Daumier« Bien sur qu’elle en conserve – ou plutôt qu’elle en a longtemps conservé. Elle en conserve lorsqu’elle proteste contre le matérialisme du système de l’argent et de la logique du profit, quand elle proclame la supériorité de l’esprit sur les valeurs marchandes, quand elle reste fidèle à l’éthique de l’honneur, cette éthique si proche de la « décence commune » des classes populaires. Elle en conserve quand elle reprend et actualise ce qu’il y avait de meilleur dans l’Ancien Régime, non certes les privilèges de caste attachés aux anciennes hiérarchies -privilèges conservés sous une autre forme par la bourgeoisie libérale-, mais le sens de la gratuité, la logique du don et du contre-don, le holisme social, les structures organiques, les formes particulières de la vie locale, c’est-à-dire les communautés enracinées qui permettaient l’émergence d’un monde commun, bref tout ce qui relevait du principe « communautaire » et des valeurs traditionnelles, morales et culturelles qui le sous-tendaient.
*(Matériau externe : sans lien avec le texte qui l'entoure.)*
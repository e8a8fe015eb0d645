//! Command-line interface argument parsing.
//!
//! This module handles all CLI argument parsing using clap,
//! including validation and default values.

use crate::plot::CycleFilter;
use clap::{Args as ClapArgs, Parser, Subcommand};
use std::path::PathBuf;
use std::str::FromStr;

/// qec-threshold - QEC threshold study summaries and plots
///
/// Aggregates per-run simulation result files into a summary table and
/// draws threshold plots from it.
///
/// Examples:
///   qec-threshold aggregate results/surface_code
///   qec-threshold aggregate results/sweep --boundaries
///   qec-threshold plot single results/surface_code_data.csv --cycles 5 -L 3,5,7
///   qec-threshold plot double --panel a_data.csv --panel b_data.csv@10 -L 3,5 --title A --title B
///   qec-threshold --init-config
#[derive(Parser, Debug, Clone)]
#[command(author, version, about, long_about = None)]
#[command(propagate_version = true, arg_required_else_help = true)]
pub struct Args {
    #[command(subcommand)]
    pub command: Option<Command>,

    /// Path to configuration file
    ///
    /// If not specified, looks for .qec-threshold.toml in the current directory
    #[arg(short, long, value_name = "FILE", global = true, env = "QEC_THRESHOLD_CONFIG")]
    pub config: Option<PathBuf>,

    /// Enable verbose logging output
    #[arg(short, long, global = true)]
    pub verbose: bool,

    /// Run in quiet mode (warnings and errors only)
    #[arg(short, long, global = true)]
    pub quiet: bool,

    /// Generate a default .qec-threshold.toml configuration file
    #[arg(long)]
    pub init_config: bool,
}

#[derive(Subcommand, Debug, Clone)]
pub enum Command {
    /// Aggregate a directory of run records into <DIR>_data.csv
    Aggregate(AggregateArgs),

    /// Draw threshold plots from summary tables
    Plot {
        #[command(subcommand)]
        layout: PlotCommand,
    },
}

#[derive(ClapArgs, Debug, Clone)]
pub struct AggregateArgs {
    /// Directory holding one record file per run
    #[arg(value_name = "DIR")]
    pub directory: PathBuf,

    /// Records carry boundary sweep fields; add schedule/frequency columns
    #[arg(short, long)]
    pub boundaries: bool,

    /// Record file extension (default: json)
    #[arg(long, value_name = "EXT")]
    pub extension: Option<String>,

    /// Write the summary here instead of <DIR>_data.csv
    #[arg(short, long, value_name = "FILE")]
    pub output: Option<PathBuf>,

    /// Exit with status 2 if any record file had to be skipped
    #[arg(long)]
    pub strict: bool,
}

#[derive(Subcommand, Debug, Clone)]
pub enum PlotCommand {
    /// One panel
    Single(SinglePlotArgs),
    /// Two panels side by side
    Double(MultiPlotArgs),
    /// Four panels in a 2x2 grid
    Four(MultiPlotArgs),
}

#[derive(ClapArgs, Debug, Clone)]
pub struct SinglePlotArgs {
    /// Summary table produced by `aggregate`
    #[arg(value_name = "CSV")]
    pub summary: PathBuf,

    /// Cycle count to plot, or "all" to use every row
    #[arg(long, default_value = "all", value_name = "N")]
    pub cycles: CycleFilter,

    /// Lattice sizes to draw, one curve each (comma-separated)
    #[arg(short = 'L', long, value_delimiter = ',', required = true, value_name = "SIZES")]
    pub lattice: Vec<i64>,

    /// Panel title
    #[arg(short, long, default_value = "")]
    pub title: String,

    /// Output image (.png or .svg)
    #[arg(short, long, default_value = "threshold.png", value_name = "FILE")]
    pub output: PathBuf,

    /// Figure size in pixels, e.g. 1000x700
    #[arg(long, value_name = "WxH")]
    pub size: Option<FigureSize>,
}

#[derive(ClapArgs, Debug, Clone)]
pub struct MultiPlotArgs {
    /// Summary table per panel, optionally `file.csv@N` to keep only cycle count N
    #[arg(long = "panel", required = true, value_name = "CSV[@N]")]
    pub panels: Vec<PanelSource>,

    /// Lattice sizes to draw in every panel (comma-separated)
    #[arg(short = 'L', long, value_delimiter = ',', required = true, value_name = "SIZES")]
    pub lattice: Vec<i64>,

    /// Panel titles, one per panel in panel order
    #[arg(short, long = "title", value_name = "TITLE")]
    pub titles: Vec<String>,

    /// Output image (.png or .svg)
    #[arg(short, long, default_value = "threshold.png", value_name = "FILE")]
    pub output: PathBuf,

    /// Figure size in pixels, e.g. 1600x600
    #[arg(long, value_name = "WxH")]
    pub size: Option<FigureSize>,
}

impl MultiPlotArgs {
    /// Titles padded with empty strings up to the panel count.
    pub fn titles_for(&self, panels: usize) -> Vec<String> {
        let mut titles = self.titles.clone();
        titles.resize(panels, String::new());
        titles
    }
}

/// Figure dimensions given as `WIDTHxHEIGHT`.
#[derive(Debug, Clone, Copy, PartialEq, Eq)]
pub struct FigureSize {
    pub width: u32,
    pub height: u32,
}

impl FromStr for FigureSize {
    type Err = String;

    fn from_str(s: &str) -> Result<Self, Self::Err> {
        let (w, h) = s
            .split_once(['x', 'X'])
            .ok_or_else(|| format!("Expected WIDTHxHEIGHT, got '{}'", s))?;
        let width: u32 = w.trim().parse().map_err(|_| format!("Invalid width '{}'", w))?;
        let height: u32 = h.trim().parse().map_err(|_| format!("Invalid height '{}'", h))?;
        if width == 0 || height == 0 {
            return Err("Figure size must be non-zero".to_string());
        }
        Ok(Self { width, height })
    }
}

/// A summary table for one panel, with an optional cycle count filter.
#[derive(Debug, Clone, PartialEq)]
pub struct PanelSource {
    pub path: PathBuf,
    pub cycles: CycleFilter,
}

impl FromStr for PanelSource {
    type Err = String;

    fn from_str(s: &str) -> Result<Self, Self::Err> {
        match s.rsplit_once('@') {
            Some((path, cycles)) if !path.is_empty() => Ok(Self {
                path: PathBuf::from(path),
                cycles: cycles.parse()?,
            }),
            _ => Ok(Self {
                path: PathBuf::from(s),
                cycles: CycleFilter::All,
            }),
        }
    }
}

impl Args {
    /// Parse command-line arguments.
    pub fn parse_args() -> Self {
        Self::parse()
    }

    /// Validate the parsed arguments.
    pub fn validate(&self) -> Result<(), String> {
        // Skip validation for --init-config
        if self.init_config {
            return Ok(());
        }

        // Check for conflicting options
        if self.verbose && self.quiet {
            return Err("Cannot use both --verbose and --quiet".to_string());
        }

        match self.command {
            None => Err("No command given; see --help".to_string()),
            Some(Command::Aggregate(ref agg)) => {
                if !agg.directory.exists() {
                    return Err(format!(
                        "Results directory does not exist: {}",
                        agg.directory.display()
                    ));
                }
                if !agg.directory.is_dir() {
                    return Err(format!(
                        "Results path is not a directory: {}",
                        agg.directory.display()
                    ));
                }
                if let Some(ref ext) = agg.extension {
                    if ext.trim_start_matches('.').is_empty() {
                        return Err("Extension must not be empty".to_string());
                    }
                }
                Ok(())
            }
            Some(Command::Plot { ref layout }) => match layout {
                PlotCommand::Single(single) => validate_lattice(&single.lattice),
                PlotCommand::Double(multi) => validate_multi(multi, 2),
                PlotCommand::Four(multi) => validate_multi(multi, 4),
            },
        }
    }

    /// Returns the log level based on verbosity settings.
    pub fn log_level(&self) -> tracing::Level {
        if self.quiet {
            // Skipped record files are reported at WARN and must stay visible.
            tracing::Level::WARN
        } else if self.verbose {
            tracing::Level::DEBUG
        } else {
            tracing::Level::INFO
        }
    }
}

fn validate_lattice(lattice: &[i64]) -> Result<(), String> {
    if lattice.is_empty() {
        return Err("At least one lattice size is required".to_string());
    }
    Ok(())
}

fn validate_multi(multi: &MultiPlotArgs, panels: usize) -> Result<(), String> {
    validate_lattice(&multi.lattice)?;
    if multi.panels.len() != panels {
        return Err(format!(
            "Expected {} --panel values, got {}",
            panels,
            multi.panels.len()
        ));
    }
    if multi.titles.len() > panels {
        return Err(format!(
            "Expected at most {} --title values, got {}",
            panels,
            multi.titles.len()
        ));
    }
    Ok(())
}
Le problème c’est qu’aujourd’hui seule une infime partie de la droite reste sur ces positions -mais souvent dans une optique purement réactionnaire ou « restaurationniste ». Ses gros bataillons se sont embourgeoisés. Simultanément, les catégories majeures de l’éthique de l’honneur ont été tellement tournées en dérision qu’elles ne sont tout simplement plus audibles. Des antithèses comme haut-bas, noble-méprisable, style ou tenue et absence de style ou de tenue, ne veulent plus rien dire pour nombre de nos contemporains. Quand on les évoque, ils rigolent et ouvrent des yeux ronds. »

Alain de Benoist. Mémoire vive. Éditions de Fallois.